Name Institution Country
Ann-Charlotte Sonnhammer it.uu se
Antti Pursula csc fi
Anu Jalanko thl fi
Bartlomiej Wilkowski ssi dk
Bengt Persson icm.uu se
Einar Ryeng ntnu no
Fredrik Tingstedt ki se
Gard Thomassen usit.uio no
Jaakko Leinonen csc fi
Jim Dowling kth se
Joakim Dillner ki se
Joel Hedlund nsc.liu se
Karan Singh csc fi
Kimmo Pääkkönen helsinki fi
Kristian Hveem ntnu no
Mads Melbye ssi dk
Niclas Jareborg bils se
Oddgeir Lingaas Holmen ntnu no
Piotr Bała icm.edu pl
Sigurd Gartmann ntnu no
Suyesh Amatya ki se
Victor Yakimov ssi dk
Zurab Bzhalava ki se

Findings

The workshop found that:

  • This workshop was useful for giving the participants a good overview of needs and challenges for IT solutions for Nordic National Biobanks & National Biobank infrastructures.
  • Community of Nordic national biobanks, national biobank infrastructures and e-infrastructure service providers have many common interests, a good spirit of collaboration and what most important understanding that there is much to gain from engaging in collaborations in these areas of common interest.
  • The challenges in this area are varying in scope and complexity, and have different appropriate levels of engagement. They can for example be addressed by:
    • Getting the necessary service directly from one of the Nordic national e-infrastructure providers. In this case, NeIC can assist either by simply putting the parties in contact or by more active collaboration, as necessary.
    • NeIC Tryggve taking them on as pilot use cases. Tryggve pilot use cases are limited in time and are of reasonable size. Costs for resource use in Tryggve pilot use cases are covered by Tryggve.
    • Setting up NeIC collaborative projects, under the NeIC co-funding principles.
  • To provide a road map for closer collaboration between Nordic national biobanks, national biobank infrastructures and e-infrastructure service providers 3 working groups were established:
    • Group to formulate a joint use case on IT needs for the Nordic National Biobanks & National Biobank infrastructures.

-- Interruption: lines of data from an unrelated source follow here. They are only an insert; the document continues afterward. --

//! cli
//!
//! Command-line interface layer for gridcolor.
//!
//! # Responsibilities
//!
//! - Parse command-line arguments and global flags
//! - Set up logging
//! - Delegate to command handlers
//! - Map failures to exit codes
//!
//! # Exit Codes
//!
//! - `0`: success
//! - `1`: runtime failure (output I/O, failed verification)
//! - `2`: configuration error (missing or invalid dimensions, index
//!   overflow, unreadable or invalid config file); clap usage errors also
//!   exit with 2

pub mod args;
pub mod commands;

pub use args::{Cli, Shell};

use std::process::ExitCode;

use tracing_subscriber::EnvFilter;

use crate::core::config::ConfigError;
use crate::core::types::DimensionError;
use crate::engine;
use crate::ui::output::{self, Verbosity};

/// Environment variable holding a `tracing` filter that overrides the flags.
pub const LOG_ENV: &str = "GRIDCOLOR_LOG";

/// Errors in how the command was invoked.
#[derive(Debug, thiserror::Error)]
pub enum UsageError {
    #[error("missing {flag}: pass it on the command line or set '{key}' in gridcolor.toml")]
    MissingDimension {
        flag: &'static str,
        key: &'static str,
    },
}

/// Run the CLI application.
///
/// This is the main entry point called from `main.rs`.
pub fn run() -> ExitCode {
    let cli = Cli::parse_args();
    let verbosity = Verbosity::from_flags(cli.quiet, cli.debug);
    init_logging(verbosity);

    let ctx = engine::Context {
        cwd: cli.cwd.clone(),
        debug: cli.debug,
        quiet: cli.quiet,
    };

    match commands::dispatch(cli.command, &ctx) {
        Ok(()) => ExitCode::SUCCESS,
        Err(err) => {
            output::error(format!("{:#}", err));
            ExitCode::from(exit_code_for(&err))
        }
    }
}

/// Install the stderr `tracing` subscriber.
///
/// `GRIDCOLOR_LOG` takes precedence over `--debug`/`--quiet`.
fn init_logging(verbosity: Verbosity) {
    let filter = EnvFilter::try_from_env(LOG_ENV)
        .unwrap_or_else(|_| EnvFilter::new(verbosity.log_directive()));

    // A subscriber may already be set when embedded; keep the existing one.
    let _ = tracing_subscriber::fmt()
        .with_env_filter(filter)
        .with_target(false)
        .without_time()
        .with_writer(std::io::stderr)
        .try_init();
}

/// Exit code for a failed command.
pub fn exit_code_for(err: &anyhow::Error) -> u8 {
    let is_config = err.chain().any(|cause| {
        cause.is::<ConfigError>() || cause.is::<DimensionError>() || cause.is::<UsageError>()
    });
    if is_config {
        2
    } else {
        1
    }
}

#[cfg(test)]
mod tests {
    use super::*;
    use anyhow::Context as _;

    #[test]
    fn dimension_errors_exit_2() {
        let err = anyhow::Error::new(DimensionError::ZeroDimension { rows: 0, cols: 1 })
            .context("invalid lattice size");
        assert_eq!(exit_code_for(&err), 2);
    }

    #[test]
    fn missing_dimension_exits_2() {
        let err = anyhow::Error::new(UsageError::MissingDimension {
            flag: "--nx",
            key: "rows",
        });
        assert_eq!(exit_code_for(&err), 2);
    }

    #[test]
    fn config_errors_exit_2() {
        let result: Result<(), ConfigError> = Err(ConfigError::NoHomeDir);
        let err = result.context("failed to load config").unwrap_err();
        assert_eq!(exit_code_for(&err), 2);
    }

    #[test]
    fn io_errors_exit_1() {
        let err = anyhow::Error::new(std::io::Error::other("disk full"));
        assert_eq!(exit_code_for(&err), 1);
    }

    #[test]
    fn missing_dimension_message_names_both_sources() {
        let msg = UsageError::MissingDimension {
            flag: "--ny",
            key: "cols",
        }
        .to_string();
        assert!(msg.contains("--ny"));
        assert!(msg.contains("cols"));
    }
}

Coordinator of this group will be leader of one of the BBMRI nodes in Nordic countries;
    • Group for open source development of optimizing most commonly used genomic data analysis, biobanking software to efficiently utilize parallel computing hardware and deliver results in a reasonable time. This working group will be coordinated by Davit Bzhalava.

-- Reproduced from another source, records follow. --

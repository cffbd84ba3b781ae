//! check command - Verify graph invariants and coloring properness

use anyhow::{Context as _, Result};

use super::{load_config, resolve_dimensions};
use crate::cli::args::GridArgs;
use crate::engine::{self, Context, PipelineOptions};
use crate::ui::output;

/// Build, color and verify a lattice.
pub fn check(ctx: &Context, grid: GridArgs) -> Result<()> {
    let config = load_config(ctx)?;
    let dims = resolve_dimensions(grid, &config)?;

    let lattice = engine::color_lattice(dims, &PipelineOptions { verify: true })
        .with_context(|| format!("Check failed for {} lattice", dims))?;

    if !ctx.quiet {
        let summary = lattice.summary();
        output::print(format!(
            "ok: {} lattice, {} vertices, {} edges, {} colors",
            dims, summary.vertices, summary.edges, summary.usage.color_count
        ));
    }

    Ok(())
}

    • Group on Registromics, to develop platform and IT solutions that will enable to connect multiple outcome registries with different biomedical data sources and will enable to conduct reversed data mining. This working group will be coordianed by Bartlomiej Wilkowski.
  • These working groups will be composed of researchers and IT staff, who will together ensure that the use cases are founded in real researcher needs and are technically feasible with the resources available.
  • The progress of these working groups will be followed up on the NIASC annual meeting January 12 in Copenhagen.
  • NeIC will collaborate with NIASC to organize a larger, open workshop on these topics later in the spring.